You can watch this whole sequence in the logs. The relevant line is core init complete; after that, the container is ready for users.

The very first time you load the UI, you land on the onboarding screen at /auth/onboarding. It asks for:

  • A display name (for the first user).
  • An email address.
  • A password (must satisfy the configured password policy).

Submit the form. Checkstack creates the user, grants them the built-in admin role, and logs you in automatically. From now on the onboarding route is gone; subsequent loads of BASE_URL go to the regular login page.

The first user always becomes the platform admin. There is no separate ADMIN_EMAIL environment variable to seed; the admin is whoever fills the onboarding form. Make sure the person filling it in is the right person.

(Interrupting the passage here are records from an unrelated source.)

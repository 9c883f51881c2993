//! Read-only workspace queries: `list`, `status`, `tree` and `why`.

use std::fmt;
use std::path::PathBuf;

use crate::core::dependency::DependencySource;
use crate::core::error::Result;
use crate::core::package_key::PackageKey;
use crate::core::workspace::Workspace;
use crate::resolver::encode::{short_commit, LockEntry};
use crate::resolver::graph::{
    build_tree, find_reverse_dependencies, DependencyTreeNode, PackageGraph, ReverseDependency,
};
use crate::sources::cache::{CacheKey, ContentStore};
use crate::sources::git::GitFetcher;

/// Locked packages, sorted by key.
pub fn list(ws: &Workspace) -> Result<Vec<(PackageKey, LockEntry)>> {
    let lock = ws.load_lock()?;
    Ok(lock.iter().map(|(k, e)| (k.clone(), e.clone())).collect())
}

/// State of one direct dependency.
#[derive(Debug, Clone, PartialEq, Eq)]
pub enum DependencyState {
    /// Locked at the declared ref and present in the cache
    Locked { commit: String },
    /// model.yaml asks for a different ref than model.lock holds
    RefChanged { locked: String, declared: String },
    /// Declared but not in model.lock
    NotLocked,
    /// Locked, but the cache entry is missing
    NotCached { commit: String },
    /// A local path dependency
    Path { path: PathBuf, exists: bool },
}

impl DependencyState {
    /// Whether install would have nothing to do for this dependency.
    pub fn is_current(&self) -> bool {
        match self {
            DependencyState::Locked { .. } => true,
            DependencyState::Path { exists, .. } => *exists,
            _ => false,
        }
    }
}

impl fmt::Display for DependencyState {
    fn fmt(&self, f: &mut fmt::Formatter<'_>) -> fmt::Result {
        match self {
            DependencyState::Locked { commit } => write!(f, "locked at {}", short_commit(commit)),
            DependencyState::RefChanged { locked, declared } => {
                write!(f, "ref changed: locked `{}`, declared `{}`", locked, declared)
            }
            DependencyState::NotLocked => write!(f, "not locked"),
            DependencyState::NotCached { commit } => {
                write!(f, "locked at {}, not cached", short_commit(commit))
            }
            DependencyState::Path { path, exists: true } => write!(f, "path {}", path.display()),
            DependencyState::Path { path, exists: false } => {
                write!(f, "path {} (missing)", path.display())
            }
        }
    }
}

/// Status of one direct dependency.
#[derive(Debug, Clone, PartialEq, Eq)]
pub struct DependencyStatus {
    pub name: String,
    pub declared_ref: Option<String>,
    pub state: DependencyState,
}

/// Compare model.yaml, model.lock and the cache for each direct dependency.
pub fn status(ws: &Workspace, store: &dyn ContentStore) -> Result<Vec<DependencyStatus>> {
    let manifest = ws.manifest();
    let lock = ws.load_lock()?;

    let mut out = Vec::new();
    for dep in manifest.dependencies() {
        let status = match dep.source() {
            DependencySource::Path(path) => DependencyStatus {
                name: dep.name().to_string(),
                declared_ref: None,
                state: DependencyState::Path {
                    path: path.clone(),
                    exists: path.is_dir(),
                },
            },
            DependencySource::Git(key) => {
                let declared = manifest.effective_ref(key, dep.git_ref());
                let state = match lock.get(key) {
                    None => DependencyState::NotLocked,
                    Some(entry) if entry.git_ref != declared => DependencyState::RefChanged {
                        locked: entry.git_ref.clone(),
                        declared: declared.clone(),
                    },
                    Some(entry) => {
                        let cached = CacheKey::new(key.clone(), &entry.commit)
                            .map(|k| store.has(&k))
                            .unwrap_or(false);
                        if cached {
                            DependencyState::Locked {
                                commit: entry.commit.clone(),
                            }
                        } else {
                            DependencyState::NotCached {
                                commit: entry.commit.clone(),
                            }
                        }
                    }
                };
                DependencyStatus {
                    name: dep.name().to_string(),
                    declared_ref: Some(declared),
                    state,
                }
            }
        };
        out.push(status);
    }
    Ok(out)
}

/// The workspace's dependency tree, built from model.lock.
pub async fn tree(ws: &Workspace, fetcher: &GitFetcher) -> Result<Vec<DependencyTreeNode>> {
    let lock = ws.load_lock()?;
    let graph = PackageGraph::from_lock(ws, &lock, fetcher).await?;
    Ok(build_tree(&graph, &lock))
}

/// Render tree nodes with box-drawing guides.
///
/// ```text
/// acme/core@v1.0.0 (abc1234)
/// ├── acme/units@v2 (def5678)
/// └── acme/money@main (0123abc)
/// ```
pub fn render_tree(nodes: &[DependencyTreeNode], max_depth: Option<usize>) -> String {
    let mut out = String::new();
    for node in nodes {
        render_node(node, "", None, max_depth, &mut out);
    }
    out
}

fn render_node(
    node: &DependencyTreeNode,
    prefix: &str,
    last: Option<bool>,
    max_depth: Option<usize>,
    out: &mut String,
) {
    let connector = match last {
        None => "",
        Some(true) => "└── ",
        Some(false) => "├── ",
    };
    let commit = node
        .commit
        .as_deref()
        .map(|c| format!(" ({})", short_commit(c)))
        .unwrap_or_else(|| " (not locked)".to_string());
    let repeated = if node.repeated { " (*)" } else { "" };
    let resolved = node
        .resolved_ref
        .as_deref()
        .map(|r| format!(" -> {}", r))
        .unwrap_or_default();
    out.push_str(&format!(
        "{}{}{}@{}{}{}{}\n",
        prefix, connector, node.key, node.git_ref, resolved, commit, repeated
    ));

    if max_depth.is_some_and(|max| node.depth >= max) {
        return;
    }

    let child_prefix = match last {
        None => prefix.to_string(),
        Some(true) => format!("{}    ", prefix),
        Some(false) => format!("{}│   ", prefix),
    };
    for (i, child) in node.children.iter().enumerate() {
        let is_last = i + 1 == node.children.len();
        render_node(child, &child_prefix, Some(is_last), max_depth, out);
    }
}

/// Who depends on `target`.
pub async fn why(
    ws: &Workspace,
    fetcher: &GitFetcher,
    target: &PackageKey,
) -> Result<Vec<ReverseDependency>> {
    let lock = ws.load_lock()?;
    let graph = PackageGraph::from_lock(ws, &lock, fetcher).await?;
    find_reverse_dependencies(target, ws.manifest(), &graph)
}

If the onboarding page never appears, see the troubleshooting note below.

The single most common first-run failure is a mismatched BASE_URL. If the page loads blank, looks stuck on a spinner, or shows the login form instead of the onboarding form, check this first.

BASE_URL is the exact URL you type in the browser to reach Checkstack. Protocol, host, and port all matter. A few examples:

You reach Checkstack atSet BASE_URL to
http://localhost:3000 (local Docker)http://localhost:3000
http://192.168.1.50:3000 (LAN)http://192.168.1.50:3000
https://status.example.com (prod)https://status.example.com
https://status.example.com:8443 (custom port)https://status.example.com:8443

Hit the runtime config endpoint:

Terminal window
curl http://localhost:3000/api/config
# Expected: {"baseUrl":"http://localhost:3000"}

If the response does not match the URL you actually visit, fix BASE_URL and restart the container:

Terminal window
# Docker Compose
docker compose up -d --force-recreate
# Kubernetes (edit the ConfigMap, then)
kubectl -n checkstack rollout restart deploy/checkstack

For a deeper troubleshooting guide, see Installation troubleshooting.

Once you are signed in as the first admin, the dashboard is empty. That is expected; nothing in Checkstack is seeded by default. There are no demo systems, no example checks, no fake data.

Walk through the following short list before your first real health check.

Out of the box, the credential auth plugin is the only login method. If your organisation uses SSO, configure SAML, OIDC, or LDAP before inviting other users:

Systems are the catalog units that everything else attaches to. From the main nav:

  1. Go to Catalog -> Systems.
  2. Click Add system.
  3. Give it a name (for example, Payments API) and an optional description.
  4. Save.

The system appears in the catalog. You can add contacts and hotlinks now or later.

For the conceptual background, see Systems and groups.

This is the moment Checkstack starts doing what it is built for. Walk through Set up your first health check for a step-by-step guide. The short version:

  1. Go to Health checks -> Configurations -> Add configuration.
  2. Pick a strategy (start with HTTP, Ping, or TCP for the simplest cases).
  3. Enter the config (URL, host, port, …).
  4. Set the interval (60 seconds is a good default).
  5. Save, then attach the check to the system you just created.

Within one interval you should see the first run on the system detail page. Latency charts populate as more runs accumulate.

Add other users from Infrastructure -> Auth -> Users. Or, if you configured SSO, let them log in through that path and assign them roles via the SSO group mapping covered in Authentication strategies.

In-app notifications work immediately. For external delivery (Slack, email, …), you have two paths:

  • Per-user notification strategies for personal alerts. Each user configures their own strategy in their notification settings. See Notifications.
  • Integration subscriptions for org-wide channels (a single Slack #ops-alerts channel for the whole team). See Integrations.

A common setup uses both: integrations for the team Slack room, per-user for individual on-call DMs.

Before pointing real production systems at Checkstack:

  • Back up the database. Even on day one. Postgres dumps plus your .env (or the equivalent Kubernetes Secret backup) are the minimum.
  • Pin your image tag. Never :latest. See Upgrading.
  • Lock down access. The default users role can read most things. If that is too permissive, edit it now before more accounts exist.